* [Task prompt]: Search the listing below for the word "UploadedFile" and copy each line where it appears.

* [Supplied data]:
------------------------------------------------------------------------
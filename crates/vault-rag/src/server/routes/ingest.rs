//! Document ingestion endpoint

use axum::{
    extract::{Multipart, State},
    Json,
};

use crate::error::{Error, Result};
use crate::server::state::AppState;
use crate::types::{IngestOptions, IngestReport, UploadedFile};

/// POST /api/ingest - Upload PDFs and rebuild the knowledge base
pub async fn ingest_files(
    State(state): State<AppState>,
    mut multipart: Multipart,
) -> Result<Json<IngestReport>> {
    let mut files = Vec::new();
    let mut options = IngestOptions::default();

    while let Some(field) = multipart
        .next_field()
        .await
        .map_err(|e| Error::InvalidInput(format!("Failed to read multipart field: {}", e)))?
    {
        let name = field.name().unwrap_or("").to_string();

        if name == "options" {
            let data = field
                .bytes()
                .await
                .map_err(|e| Error::InvalidInput(format!("Failed to read options: {}", e)))?;
            options = serde_json::from_slice(&data)
                .map_err(|e| Error::InvalidInput(format!("Invalid options: {}", e)))?;
            continue;
        }

        let filename = field
            .file_name()
            .map(|s| s.to_string())
            .unwrap_or_else(|| format!("upload_{}.pdf", files.len() + 1));

        let data = field.bytes().await.map_err(|e| {
            Error::InvalidInput(format!("Failed to read file '{}': {}", filename, e))
        })?;

        tracing::debug!("Received {} ({} bytes)", filename, data.len());
        files.push(UploadedFile::new(filename, data));
    }

    let report = state.session().ingest(files, options).await?;
    Ok(Json(report))
}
------------------------------------------------------------------------
* [Solved exercise]:
use crate::types::{IngestOptions, IngestReport, UploadedFile};
        files.push(UploadedFile::new(filename, data));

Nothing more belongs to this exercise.